Tutto questo potrà favorire un aumento dell’occupazione?
«I processi di delega dalla regione alla Città Metropolitana di Torino porteranno anche a una erogazione di fondi per poter gestire a livello economico e di risorse umane questi spazi. La Città Metropolitana avrà dunque bisogno di specialisti quindi di naturalisti, agronomi e forestali e di personale amministrativo per gestire le pratiche di valutazione e incidenza, cioè quelle autorizzazioni dovute su ogni intervento che possa eventualmente danneggiare o modificare gli habitat tutelati. Nel caso la valutazione non sia stata richiesta e ottenuta, la Città Metropolitana è tenuta ad applicare ai trasgressori le sanzioni previste dalla legge e ad emettere un provvedimento di ripristino dello stato dei luoghi. Sarà importantissima anche la vigilanza nei siti della rete Natura 2000, che sarà dagli agenti faunistico-ambientali con la collaborazione delle Guardie Ecologiche Volontarie. Quindi sicuramente ci sarà bisogno di rinforzi anche se continueremo ad appoggiarci all’Arpa e alle altre strutture regionali che già ci sono ed operano in questo settore».
Riassumendo i nuovi 27 siti di interesse comunitario sono: l’Oasi del Prà-Barant e le Stazioni di Myricaria Germanica in val Pellice, il Bosco di Pian Prà a Rorà, Champlas du Col e il Colle Basset a Sestriere, le Boscaglie di Tasso di Giaglione in Val Clarea, il Pian della Mussa a Balme, la Val Thuras, Cima Fournier e il Lago Nero a Cesana Torinese, la valle della Ripa–Argentera a Sauze di Cesana, le Oasi xerotermiche di Auberge, Amazas e Puys a Beaulard e Oulx, le pendici del Monte Chaberton, la Val Fredda, Les Arnauds e Punta Quattro Sorelle a Bardonecchia, Arnodera e il Colle Montabone a Gravere, Meana e Susa, il Lago di Maglione, lo Stagno interrato di Settimo Rottaro, i laghi di Ivrea, la Morena destra d’Ivrea nei comuni di Scarmagno e Torre Canavese, i laghi di Meugliano e Àlice Superiore in Valchiusella, gli Stagni dei Favari di Poirino, i Boschi e le paludi di Bellavista a Pavone Canavese e Ivrea, la Palude di Romano Canavese, il Monte Musinè e i Laghi di Caselette, i Boschi umidi e gli stagni di Cumiana. Queste nuove aree si aggiungono a quelle già esistenti: il Parco naturale Colle Lys, il Parco naturale Conca Cialancia, il Parco naturale Lago di Candia e la Riserva naturale Monti Pelati nell’eporediese, il Parco naturale Monte San Giorgio, il Parco naturale Tre Denti – Freidour, il Parco naturale Rocca di Cavour, e la Riserva naturale Stagno di Oulx.

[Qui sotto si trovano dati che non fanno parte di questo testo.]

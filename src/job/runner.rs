//! Expansion run over every recurring order
//!
//! A run has two phases. Planning classifies every order up front, so a
//! data-integrity problem anywhere in the table stops the run before the
//! first write. Execution then walks the plan in table order, expanding and
//! writing one order at a time.

use tracing::{debug, info, warn};

use super::batch::{effective_batch_size, write_in_batches};
use crate::error::JobError;
use crate::orders::{build_deliveries, classify, MissingField, OrderDisposition, OrderRecord, RecordId};
use crate::storage::{DeliverySink, OrderSource, TableStore, MAX_RECORDS_PER_WRITE};

/// An order paired with the decision made about it
#[derive(Debug, Clone, PartialEq)]
pub struct PlannedOrder {
    pub order_id: RecordId,
    pub name: String,
    pub disposition: OrderDisposition,
}

/// What happened to one order during a run
#[derive(Debug, Clone, PartialEq, Eq)]
pub enum OrderOutcome {
    AlreadyExpanded {
        order_id: RecordId,
    },
    Skipped {
        order_id: RecordId,
        name: String,
        missing: MissingField,
    },
    Expanded {
        order_id: RecordId,
        name: String,
        created: usize,
    },
}

/// Per-order outcomes of a completed run, in table order
#[derive(Debug, Clone, Default, PartialEq, Eq)]
pub struct RunReport {
    pub outcomes: Vec<OrderOutcome>,
}

impl RunReport {
    pub fn orders_seen(&self) -> usize {
        self.outcomes.len()
    }

    /// Total deliveries written
    pub fn deliveries_created(&self) -> usize {
        self.outcomes
            .iter()
            .map(|outcome| match outcome {
                OrderOutcome::Expanded { created, .. } => *created,
                _ => 0,
            })
            .sum()
    }

    pub fn expanded(&self) -> usize {
        self.count(|o| matches!(o, OrderOutcome::Expanded { .. }))
    }

    pub fn already_expanded(&self) -> usize {
        self.count(|o| matches!(o, OrderOutcome::AlreadyExpanded { .. }))
    }

    pub fn skipped(&self) -> usize {
        self.count(|o| matches!(o, OrderOutcome::Skipped { .. }))
    }

    /// Warning lines emitted for skipped orders
    pub fn warnings(&self) -> Vec<String> {
        self.outcomes
            .iter()
            .filter_map(|outcome| match outcome {
                OrderOutcome::Skipped { name, missing, .. } => Some(missing.skip_message(name)),
                _ => None,
            })
            .collect()
    }

    fn count(&self, predicate: impl Fn(&OrderOutcome) -> bool) -> usize {
        self.outcomes.iter().filter(|o| predicate(o)).count()
    }
}

/// Classify every order, failing on the first unreadable one
pub fn plan_run(orders: &[OrderRecord]) -> Result<Vec<PlannedOrder>, JobError> {
    orders
        .iter()
        .map(|order| {
            let disposition = classify(order)
                .map_err(|e| JobError::data_integrity(order.display_name(), e))?;
            Ok(PlannedOrder {
                order_id: order.id.clone(),
                name: order.display_name().to_string(),
                disposition,
            })
        })
        .collect()
}

/// Expands recurring orders into deliveries
pub struct RecurringOrderJob<'a> {
    source: &'a dyn OrderSource,
    sink: &'a dyn DeliverySink,
    batch_size: usize,
}

impl<'a> RecurringOrderJob<'a> {
    pub fn new(source: &'a dyn OrderSource, sink: &'a dyn DeliverySink) -> Self {
        Self {
            source,
            sink,
            batch_size: MAX_RECORDS_PER_WRITE,
        }
    }

    /// Read and write through the same store
    pub fn from_store(store: &'a dyn TableStore) -> Self {
        Self::new(store.order_source(), store.delivery_sink())
    }

    /// Upper bound on records per write call; the sink's own limit still applies
    pub fn with_batch_size(mut self, batch_size: usize) -> Self {
        self.batch_size = batch_size;
        self
    }

    /// Run the expansion once over every order
    pub async fn run(&self) -> Result<RunReport, JobError> {
        let orders = self.source.list_orders().await?;
        debug!("Loaded {} recurring orders", orders.len());

        let plan = plan_run(&orders)?;
        let limit = effective_batch_size(self.batch_size, self.sink);
        debug!("Writing deliveries in batches of up to {}", limit);

        let mut report = RunReport::default();
        for planned in plan {
            let outcome = self.execute(planned, limit).await?;
            report.outcomes.push(outcome);
        }

        info!("Done!");
        Ok(report)
    }

    async fn execute(&self, planned: PlannedOrder, limit: usize) -> Result<OrderOutcome, JobError> {
        let PlannedOrder {
            order_id,
            name,
            disposition,
        } = planned;

        match disposition {
            OrderDisposition::AlreadyExpanded => {
                debug!("\"{}\" already has deliveries", name);
                Ok(OrderOutcome::AlreadyExpanded { order_id })
            }
            OrderDisposition::Missing(missing) => {
                warn!("{}", missing.skip_message(&name));
                Ok(OrderOutcome::Skipped {
                    order_id,
                    name,
                    missing,
                })
            }
            OrderDisposition::Ready(scheduled) => {
                let deliveries = build_deliveries(&scheduled);
                info!("Creating {} deliveries for \"{}\".", deliveries.len(), name);

                let ids = write_in_batches(self.sink, deliveries, limit)
                    .await
                    .map_err(|e| JobError::from(e).with_context(format!("order \"{}\"", name)))?;

                Ok(OrderOutcome::Expanded {
                    order_id,
                    name,
                    created: ids.len(),
                })
            }
        }
    }
}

La speranza è che queste novità potranno anche favorire un turismo lento, basato sul rispetto degli ambienti e sulla curiosità scientifica, da vivere come una ricchezza e un’occasione di sviluppo culturale, sociale ed economico, magari grazie alle opportunità offerte dai bandi europei e dai Piani di Sviluppo Rurali della Regione Piemonte.